• optional@sh.itjust.works
    link
    fedilink
    arrow-up
    1
    ·
    10 hours ago

    You can change the system all the way you want. But even a co-operative insurance in a communist society will have to spend money on other things beyond damage claims. Thus even they will take more money from the insuree, than they pay out.

    Even if your insurance is only a pot where everyone throws their money in, and takes it back out when they need to, someone still had to buy the pot.

    It doesn’t matter how you organise it, paying insurance premiums will – on average – always be a loss. That’s neither a good thing nor a bad thing, it’s just a fact. The important part of insurances is the “on average”: The vast majority of people will never cause a million dollar damage, so they can pay a tiny share of the damages caused by the one unlucky person who does.

    Instead of being mad that you paid for the car insurance and never needed it, you should be happy that you didn’t end up in a car crash, destroying someones life. Instead of being sad that you paid for your health insurance for 90 years without ever needing it, you should be happy that you aren’t the one who had to spend years in hospitals fighting cancer. And instead of paying an insurance premium for your phone, you should put that money in a piggy bank and take it out if your phone ever gets stolen.

    • Lemminary@lemmy.world
      link
      fedilink
      arrow-up
      1
      ·
      10 hours ago

      will have to spend money on other things beyond damage claims

      Isn’t that what the government does with everything else? I don’t understand why this is a special case. They already take in a whole lot more taxes than they give out in services, and that’s fine. It’s understood that there’s an operational cost. But insurance, as it stands, is arguably little more than a mandatory cost for the great majority of people.

      Instead of being mad that you paid

      I’m not mad that I pay for services.

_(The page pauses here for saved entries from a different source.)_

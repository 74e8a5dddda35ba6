//! Basic type definitions for the chat server
//!
//! Provides newtype wrappers for type safety:
//! - `UserId`: stable identifier of an authenticated user
//! - `RoomId`: identifier of a persisted chat room
//! - `ConnectionId`: identifier of one live WebSocket connection

use std::fmt;
use std::str::FromStr;

use serde::{Deserialize, Serialize};
use uuid::Uuid;

/// Stable user identifier issued by the identity provider
///
/// Ordered so the identity directory can hand out candidates
/// in a stable order.
#[derive(Debug, Clone, Copy, PartialEq, Eq, Hash, PartialOrd, Ord, Serialize, Deserialize)]
#[serde(transparent)]
pub struct UserId(pub Uuid);

impl UserId {
    /// Create a new random user ID
    pub fn new() -> Self {
        Self(Uuid::new_v4())
    }
}

impl Default for UserId {
    fn default() -> Self {
        Self::new()
    }
}

impl fmt::Display for UserId {
    fn fmt(&self, f: &mut fmt::Formatter<'_>) -> fmt::Result {
        write!(f, "{}", self.0)
    }
}

impl FromStr for UserId {
    type Err = uuid::Error;

    fn from_str(s: &str) -> Result<Self, Self::Err> {
        Uuid::parse_str(s).map(Self)
    }
}

/// Room identifier, assigned by the store at creation
#[derive(Debug, Clone, Copy, PartialEq, Eq, Hash, Serialize, Deserialize)]
#[serde(transparent)]
pub struct RoomId(pub Uuid);

impl RoomId {
    pub fn new() -> Self {
        Self(Uuid::new_v4())
    }
}

impl Default for RoomId {
    fn default() -> Self {
        Self::new()
    }
}

impl fmt::Display for RoomId {
    fn fmt(&self, f: &mut fmt::Formatter<'_>) -> fmt::Result {
        write!(f, "{}", self.0)
    }
}

/// Unique connection identifier (newtype pattern)
///
/// One user may hold several connections at once; subscriptions
/// are tracked per connection, not per user.
#[derive(Debug, Clone, Copy, PartialEq, Eq, Hash)]
pub struct ConnectionId(pub Uuid);

impl ConnectionId {
    pub fn new() -> Self {
        Self(Uuid::new_v4())
    }
}

impl Default for ConnectionId {
    fn default() -> Self {
        Self::new()
    }
}

impl fmt::Display for ConnectionId {
    fn fmt(&self, f: &mut fmt::Formatter<'_>) -> fmt::Result {
        write!(f, "{}", self.0)
    }
}

#[cfg(test)]
mod tests {
    use super::*;

    #[test]
    fn test_connection_id_unique() {
        assert_ne!(ConnectionId::new(), ConnectionId::new());
    }

    #[test]
    fn test_user_id_parse() {
        let id = UserId::new();
        let parsed: UserId = id.to_string().parse().unwrap();
        assert_eq!(parsed, id);
        assert!("not-a-uuid".parse::<UserId>().is_err());
    }

    #[test]
    fn test_room_id_serializes_as_plain_string() {
        let id = RoomId::new();
        let json = serde_json::to_string(&id).unwrap();
        assert_eq!(json, format!("\"{}\"", id));
    }
}
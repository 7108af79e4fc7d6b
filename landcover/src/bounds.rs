//! Emprise de requête (géométrie + système de coordonnées)
//!
//! L'emprise est fournie par l'appelant en WKT ou GeoJSON, dans un EPSG
//! quelconque. La reprojection vers le SRID de stockage est faite par le
//! moteur de requête, jamais ici.

use geo::Geometry;
use geojson::GeoJson;
use geozero::wkt::Wkt;
use geozero::ToGeo;
use tracing::debug;

use crate::geometry::{ok_for_postgis, world_envelope, WGS84_SRID};
use crate::LandcoverError;

/// Emprise spatiale d'une requête
#[derive(Debug, Clone)]
pub struct Bounds {
    /// Géométrie de l'emprise
    pub geometry: Geometry,

    /// Code EPSG de la géométrie fournie
    pub epsg: u32,
}

impl Bounds {
    /// Crée une emprise après validation structurelle de la géométrie
    pub fn new(geometry: Geometry, epsg: u32) -> Result<Self, LandcoverError> {
        if !ok_for_postgis(&geometry) {
            return Err(LandcoverError::invalid_geometry(
                "bounds geometry is empty or has malformed rings",
            ));
        }
        Ok(Self { geometry, epsg })
    }

    /// Emprise monde en WGS84 (emprise par défaut)
    pub fn world() -> Self {
        Self {
            geometry: world_envelope(),
            epsg: WGS84_SRID,
        }
    }

    /// Parse une emprise depuis du WKT
    pub fn from_wkt(wkt: &str, epsg: u32) -> Result<Self, LandcoverError> {
        let geometry = Wkt(wkt)
            .to_geo()
            .map_err(|e| LandcoverError::WktParse(e.to_string()))?;
        debug!(epsg = epsg, "Parsed WKT bounds");
        Self::new(geometry, epsg)
    }

    /// Parse une emprise depuis du GeoJSON (géométrie nue ou Feature)
    pub fn from_geojson(raw: &str, epsg: u32) -> Result<Self, LandcoverError> {
        let geojson = raw
            .parse::<GeoJson>()
            .map_err(|e| LandcoverError::GeoJsonParse(e.to_string()))?;

        let geometry = match geojson {
            GeoJson::Geometry(g) => Geometry::try_from(g)
                .map_err(|e| LandcoverError::GeoJsonParse(e.to_string()))?,
            GeoJson::Feature(f) => {
                let g = f.geometry.ok_or_else(|| {
                    LandcoverError::GeoJsonParse("feature has no geometry".into())
                })?;
                Geometry::try_from(g).map_err(|e| LandcoverError::GeoJsonParse(e.to_string()))?
            }
            GeoJson::FeatureCollection(_) => {
                return Err(LandcoverError::GeoJsonParse(
                    "expected a single geometry, got a FeatureCollection".into(),
                ));
            }
        };

        debug!(epsg = epsg, "Parsed GeoJSON bounds");
        Self::new(geometry, epsg)
    }

    /// Vrai si l'emprise est déjà dans le SRID de stockage
    pub fn is_wgs84(&self) -> bool {
        self.epsg == WGS84_SRID
    }
}

impl Default for Bounds {
    fn default() -> Self {
        Self::world()
    }
}
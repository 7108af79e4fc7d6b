//! Reprojection de géométries avec PROJ
//!
//! Ce module est disponible uniquement avec le feature `reproject`.
//! L'emprise de requête est reprojetée vers le SRID de stockage AVANT
//! toute construction de SQL.

#[cfg(feature = "reproject")]
use anyhow::{Context, Result};
#[cfg(feature = "reproject")]
use geo::{Coord, Geometry, LineString, MultiLineString, MultiPoint, MultiPolygon, Point, Polygon};
#[cfg(feature = "reproject")]
use proj::Proj;

/// Reprojection de géométries entre deux systèmes de coordonnées
#[cfg(feature = "reproject")]
pub struct Reprojector {
    proj: Proj,
    source_epsg: u32,
    target_epsg: u32,
}

#[cfg(feature = "reproject")]
impl Reprojector {
    /// Crée un nouveau reprojector entre deux EPSG
    pub fn new(source_epsg: u32, target_epsg: u32) -> Result<Self> {
        let source = format!("EPSG:{}", source_epsg);
        let target = format!("EPSG:{}", target_epsg);

        let proj = Proj::new_known_crs(&source, &target, None).context(format!(
            "Failed to create projection from {} to {}",
            source, target
        ))?;

        Ok(Self {
            proj,
            source_epsg,
            target_epsg,
        })
    }

    /// Retourne le SRID source
    pub fn source_epsg(&self) -> u32 {
        self.source_epsg
    }

    /// Retourne le SRID cible
    pub fn target_epsg(&self) -> u32 {
        self.target_epsg
    }

    /// Transforme une géométrie
    pub fn transform_geometry(&self, geom: &Geometry) -> Result<Geometry> {
        if self.source_epsg == self.target_epsg {
            return Ok(geom.clone());
        }

        match geom {
            Geometry::Point(p) => {
                let (x, y) = self.transform_coord(p.0)?;
                Ok(Geometry::Point(Point::new(x, y)))
            }
            Geometry::LineString(ls) => {
                let transformed = self.transform_linestring(ls)?;
                Ok(Geometry::LineString(transformed))
            }
            Geometry::Polygon(p) => {
                let transformed = self.transform_polygon(p)?;
                Ok(Geometry::Polygon(transformed))
            }
            Geometry::MultiPoint(mp) => {
                let points: Result<Vec<Point>> =
                    mp.0.iter()
                        .map(|p| {
                            let (x, y) = self.transform_coord(p.0)?;
                            Ok(Point::new(x, y))
                        })
                        .collect();
                Ok(Geometry::MultiPoint(MultiPoint::new(points?)))
            }
            Geometry::MultiLineString(mls) => {
                let lines: Result<Vec<LineString>> = mls
                    .0
                    .iter()
                    .map(|ls| self.transform_linestring(ls))
                    .collect();
                Ok(Geometry::MultiLineString(MultiLineString::new(lines?)))
            }
            Geometry::MultiPolygon(mp) => {
                let polys: Result<Vec<Polygon>> =
                    mp.0.iter().map(|p| self.transform_polygon(p)).collect();
                Ok(Geometry::MultiPolygon(MultiPolygon::new(polys?)))
            }
            // Types non supportés: retourner tel quel
            _ => Ok(geom.clone()),
        }
    }

    /// Transforme une coordonnée unique
    fn transform_coord(&self, coord: Coord) -> Result<(f64, f64)> {
        self.proj
            .convert((coord.x, coord.y))
            .context("Coordinate transformation failed")
    }

    /// Transforme une LineString (optimisé avec batch conversion)
    fn transform_linestring(&self, ls: &LineString) -> Result<LineString> {
        let mut coords: Vec<(f64, f64)> = ls.0.iter().map(|c| (c.x, c.y)).collect();

        // Transformation batch - beaucoup plus rapide que point par point
        self.proj
            .convert_array(&mut coords)
            .context("Batch coordinate transformation failed")?;

        let result: Vec<Coord> = coords.into_iter().map(|(x, y)| Coord { x, y }).collect();
        Ok(LineString::new(result))
    }

    /// Transforme un Polygon
    fn transform_polygon(&self, p: &Polygon) -> Result<Polygon> {
        let exterior = self.transform_linestring(p.exterior())?;
        let interiors: Result<Vec<LineString>> = p
            .interiors()
            .iter()
            .map(|ls| self.transform_linestring(ls))
            .collect();
        Ok(Polygon::new(exterior, interiors?))
    }
}


// Fonction publique sans feature pour permettre l'utilisation conditionnelle
/// Vérifie si la reprojection est disponible
pub fn is_available() -> bool {
    cfg!(feature = "reproject")
}

// Implémentation factice quand le feature reproject est désactivé
#[cfg(not(feature = "reproject"))]
use anyhow::{bail, Result};
#[cfg(not(feature = "reproject"))]
use geo::Geometry;

/// Reprojector factice - pas de reprojection disponible
#[cfg(not(feature = "reproject"))]
pub struct Reprojector;

#[cfg(not(feature = "reproject"))]
impl Reprojector {
    /// Tente de créer un reprojector - échoue toujours sans la feature
    pub fn new(source_epsg: u32, target_epsg: u32) -> Result<Self> {
        if source_epsg == target_epsg {
            Ok(Self)
        } else {
            bail!(
                "Reprojection from EPSG:{} to EPSG:{} requires the 'reproject' feature. \
                 Build with: cargo build --features reproject",
                source_epsg,
                target_epsg
            )
        }
    }

    /// Retourne la géométrie inchangée (pas de reprojection)
    pub fn transform_geometry(&self, geom: &Geometry) -> Result<Geometry> {
        Ok(geom.clone())
    }
}
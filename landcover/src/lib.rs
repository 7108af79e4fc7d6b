//! # landcover
//!
//! Catalogue des classes d'occupation du sol et helpers géométriques pour
//! l'analyse de parcelles sur PostGIS.
//!
//! ## Features
//!
//! - Catalogue des classes (codes, libellés, ensemble forêt)
//! - Encodage EWKB / décodage WKB pour l'échange avec PostGIS
//! - Parsing d'emprises en WKT ou GeoJSON avec EPSG explicite
//! - Types `geo` pour l'interopérabilité avec l'écosystème Rust géospatial
//!
//! ## Usage
//!
//! ```rust,ignore
//! use landcover::{Bounds, FOREST_CLASS_CODES};
//!
//! let bounds = Bounds::from_wkt("POLYGON((0 0, 1 0, 1 1, 0 1, 0 0))", 4326)?;
//! println!("forest codes: {:?}", FOREST_CLASS_CODES);
//! ```

pub mod bounds;
pub mod classes;
pub mod error;
pub mod geometry;

pub use bounds::Bounds;
pub use classes::{class_by_code, is_forest, LandcoverClass, CLASSES, FOREST_CLASS_CODES};
pub use error::LandcoverError;
pub use geometry::{
    geometry_from_wkb, geometry_to_ewkb, ok_for_postgis, world_envelope, WGS84_SRID,
};
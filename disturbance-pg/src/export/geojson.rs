//! Export des résultats en GeoJSON avec geozero (streaming)
//!
//! Les features sont écrites au fil du flux, sans matérialiser la
//! collection.

use std::io::Write;

use anyhow::{Context, Result};
use geozero::geojson::GeoJsonWriter;
use geozero::GeozeroGeometry;

use crate::disturbance::DisturbanceResult;

/// Écrit une FeatureCollection GeoJSON au fil de l'eau
pub struct FeatureCollectionWriter<W: Write> {
    writer: W,
    count: usize,
}

impl<W: Write> FeatureCollectionWriter<W> {
    /// Ouvre la collection (header + CRS)
    pub fn new(mut writer: W) -> Result<Self> {
        write!(
            writer,
            r#"{{"type":"FeatureCollection","crs":{{"type":"name","properties":{{"name":"urn:ogc:def:crs:EPSG::4326"}}}},"features":["#,
        )
        .context("Failed to write FeatureCollection header")?;

        Ok(Self { writer, count: 0 })
    }

    /// Écrit une parcelle perturbée comme Feature
    pub fn write_result(&mut self, result: &DisturbanceResult) -> Result<()> {
        if self.count > 0 {
            write!(self.writer, ",")?;
        }

        write!(
            self.writer,
            r#"{{"type":"Feature","id":"{}","#,
            escape_json(&result.parcel_id)
        )?;

        // Geometry via geozero
        write!(self.writer, r#""geometry":"#)?;
        let mut geom_buf = Vec::new();
        let mut geom_writer = GeoJsonWriter::new(&mut geom_buf);
        result.geometry.process_geom(&mut geom_writer)?;
        self.writer.write_all(&geom_buf)?;

        // Properties: id + colonnes calculées
        write!(
            self.writer,
            r#","properties":{{"id":"{}""#,
            escape_json(&result.parcel_id)
        )?;
        for (key, value) in &result.content {
            write!(self.writer, r#","{}":"#, escape_json(key))?;
            serde_json::to_writer(&mut self.writer, value)?;
        }
        write!(self.writer, "}}}}")?;

        self.count += 1;
        Ok(())
    }

    /// Ferme la collection et retourne le nombre de features écrites
    pub fn finish(mut self) -> Result<usize> {
        write!(self.writer, "]}}")?;
        self.writer.flush()?;
        Ok(self.count)
    }
}

/// Échappe une chaîne pour JSON
fn escape_json(s: &str) -> String {
    let mut result = String::with_capacity(s.len());
    for c in s.chars() {
        match c {
            '"' => result.push_str("\\\""),
            '\\' => result.push_str("\\\\"),
            '\n' => result.push_str("\\n"),
            '\r' => result.push_str("\\r"),
            '\t' => result.push_str("\\t"),
            c if c.is_control() => {
                result.push_str(&format!("\\u{:04x}", c as u32));
            }
            c => result.push(c),
        }
    }
    result
}
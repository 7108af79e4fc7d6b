//! Définition et implémentation des commandes CLI
//!
//! CLI simplifiée:
//! - défaut: requête de perturbation forestière, sortie GeoJSON ou résumé
//! - `classes`: affiche le catalogue des classes d'occupation du sol

use std::fs::File;
use std::io::BufWriter;
use std::path::PathBuf;

use anyhow::{Context, Result};
use clap::Subcommand;
use tracing::info;

use landcover::Bounds;

use crate::config::QuerySource;
use crate::disturbance::{find_disturbed_parcels, DisturbanceParams, DEFAULT_AREA_THRESHOLD_SQ_M};
use crate::export::FeatureCollectionWriter;
use crate::pool::{create_pool, test_connection, DatabaseConfig};

#[derive(Subcommand)]
pub enum Commands {
    /// Print the land-cover class catalog
    Classes,
}

/// Arguments de la requête de perturbation (commande par défaut)
#[derive(clap::Args)]
pub struct QueryArgs {
    /// Reference year for the forest aggregate
    #[arg(long)]
    pub start_year: i32,

    /// Comparison year for the forest aggregate
    #[arg(long)]
    pub end_year: i32,

    /// Minimum forest area loss in square meters (default: 20 hectares)
    #[arg(long, default_value_t = DEFAULT_AREA_THRESHOLD_SQ_M)]
    pub area_threshold: f64,

    /// Query bounds as WKT (défaut : monde entier)
    #[arg(long)]
    pub bounds: Option<String>,

    /// Path to a GeoJSON file holding the query bounds
    #[arg(long, conflicts_with = "bounds")]
    pub bounds_file: Option<PathBuf>,

    /// EPSG code of the provided bounds
    #[arg(long, default_value_t = 4326)]
    pub bounds_epsg: u32,

    /// Cap the number of returned parcels (sorted by parcel id)
    #[arg(long)]
    pub limit: Option<i64>,

    /// PostgreSQL schema holding the parcel tables
    #[arg(long)]
    pub schema: Option<String>,

    /// Path to a JSON query-source config
    #[arg(long)]
    pub config: Option<PathBuf>,

    /// Write results as a GeoJSON FeatureCollection to this file
    #[arg(short, long)]
    pub output: Option<PathBuf>,

    /// PostgreSQL host (défaut : env PGHOST / localhost)
    #[arg(long)]
    pub host: Option<String>,

    /// PostgreSQL database name (défaut : env PGDATABASE / forest)
    #[arg(long)]
    pub database: Option<String>,

    /// PostgreSQL user (défaut : env PGUSER / postgres)
    #[arg(long)]
    pub user: Option<String>,

    /// PostgreSQL password (défaut : env PGPASSWORD)
    #[arg(long)]
    pub password: Option<String>,

    /// PostgreSQL port (défaut : env PGPORT / 5432)
    #[arg(long)]
    pub port: Option<u16>,

    /// SSL mode: disable, prefer, require (défaut : env PGSSLMODE / disable)
    #[arg(long)]
    pub ssl: Option<String>,
}

/// Exécute la requête de perturbation
pub async fn cmd_query(args: QueryArgs) -> Result<()> {
    // Source de requête (config JSON ou défauts), schéma surchargé en CLI
    let mut source = match &args.config {
        Some(path) => QuerySource::load(path)?,
        None => QuerySource::default(),
    };
    if let Some(schema) = &args.schema {
        source.schema = schema.clone();
    }
    source.validate()?;

    let bounds = resolve_bounds(&args)?;
    let bounds_epsg = bounds.epsg;

    let mut params = DisturbanceParams::new(args.start_year, args.end_year)
        .with_area_threshold(args.area_threshold)
        .with_bounds(bounds);
    if let Some(limit) = args.limit {
        params = params.with_limit(limit);
    }

    println!("=== Forest disturbance query ===");
    println!("Years: {} -> {}", args.start_year, args.end_year);
    println!("Threshold: {} sq m", args.area_threshold);
    println!(
        "Bounds: {} (EPSG:{})",
        if args.bounds.is_some() || args.bounds_file.is_some() {
            "custom"
        } else {
            "world"
        },
        bounds_epsg
    );
    println!("Source: {} / {}", source.parcels(), source.landcover());
    if let Some(limit) = args.limit {
        println!("Limit: {}", limit);
    }

    // Connecter à PostgreSQL
    let mut db_config = DatabaseConfig::from_env();
    apply_database_overrides(
        &mut db_config,
        args.host,
        args.database,
        args.user,
        args.password,
        args.port,
        args.ssl,
    );
    println!(
        "Database: {}@{}:{}/{} (SSL: {:?})",
        db_config.user, db_config.host, db_config.port, db_config.dbname, db_config.ssl_mode
    );

    let pool = create_pool(&db_config).await?;
    test_connection(&pool).await?;
    println!("Connected to PostgreSQL");

    let started_at = std::time::Instant::now();
    let mut stream = find_disturbed_parcels(&pool, &source, params).await?;

    // Consommation incrémentale: chaque ligne est écrite dès réception
    let count = match &args.output {
        Some(path) => {
            let file = File::create(path)
                .with_context(|| format!("Failed to create {}", path.display()))?;
            let mut writer = FeatureCollectionWriter::new(BufWriter::new(file))?;

            while let Some(item) = stream.next_result().await {
                let result = item?;
                writer.write_result(&result)?;
            }
            writer.finish()?
        }
        None => {
            let mut count = 0usize;
            while let Some(item) = stream.next_result().await {
                let result = item?;
                let loss = result.forest_area_loss().unwrap_or(0.0);
                println!("{}  loss {:.0} sq m", result.parcel_id, loss);
                count += 1;
            }
            count
        }
    };

    let duration = started_at.elapsed();

    println!("\n=== Summary ===");
    println!("Disturbed parcels: {}", count);
    if let Some(path) = &args.output {
        println!("Output: {}", path.display());
    }
    println!("Duration: {:.2?}", duration);

    info!(count = count, "Disturbance query finished");

    Ok(())
}

/// Affiche le catalogue des classes
pub fn cmd_classes() {
    println!("code  label               forest");
    for class in landcover::CLASSES {
        println!(
            "{:>4}  {:<18}  {}",
            class.code,
            class.label,
            if landcover::is_forest(class.code) {
                "yes"
            } else {
                ""
            }
        );
    }
}

/// Résout l'emprise depuis les arguments (WKT, fichier GeoJSON ou monde)
fn resolve_bounds(args: &QueryArgs) -> Result<Bounds> {
    if let Some(wkt) = &args.bounds {
        return Ok(Bounds::from_wkt(wkt, args.bounds_epsg)?);
    }
    if let Some(path) = &args.bounds_file {
        let raw = std::fs::read_to_string(path)
            .with_context(|| format!("Failed to read bounds file {}", path.display()))?;
        return Ok(Bounds::from_geojson(&raw, args.bounds_epsg)?);
    }
    Ok(Bounds::world())
}

fn apply_database_overrides(
    config: &mut DatabaseConfig,
    host: Option<String>,
    database: Option<String>,
    user: Option<String>,
    password: Option<String>,
    port: Option<u16>,
    ssl: Option<String>,
) {
    if let Some(host) = host {
        config.host = host;
    }
    if let Some(database) = database {
        config.dbname = database;
    }
    if let Some(user) = user {
        config.user = user;
    }
    if let Some(password) = password {
        config.password = Some(password);
    }
    if let Some(port) = port {
        config.port = port;
    }
    if let Some(ssl) = ssl {
        if let Ok(mode) = ssl.parse() {
            config.ssl_mode = mode;
        }
    }
}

I’m upset that people being denied claims, that not even a fraction of the money paid in for decades is available for other kinds of emergencies or basic needs because it’s a money sink where it all disappears under the nebulous excuse that you may need it some day under some specific circumstances, that it’s mandatory to buy into this system, that it’s being touted as a necessity without giving a chance to alternative systems, and that the execs do everything in their power like raising premiums over BS solely for profit at the expense of people’s well-being. There’s really no need to excuse this system.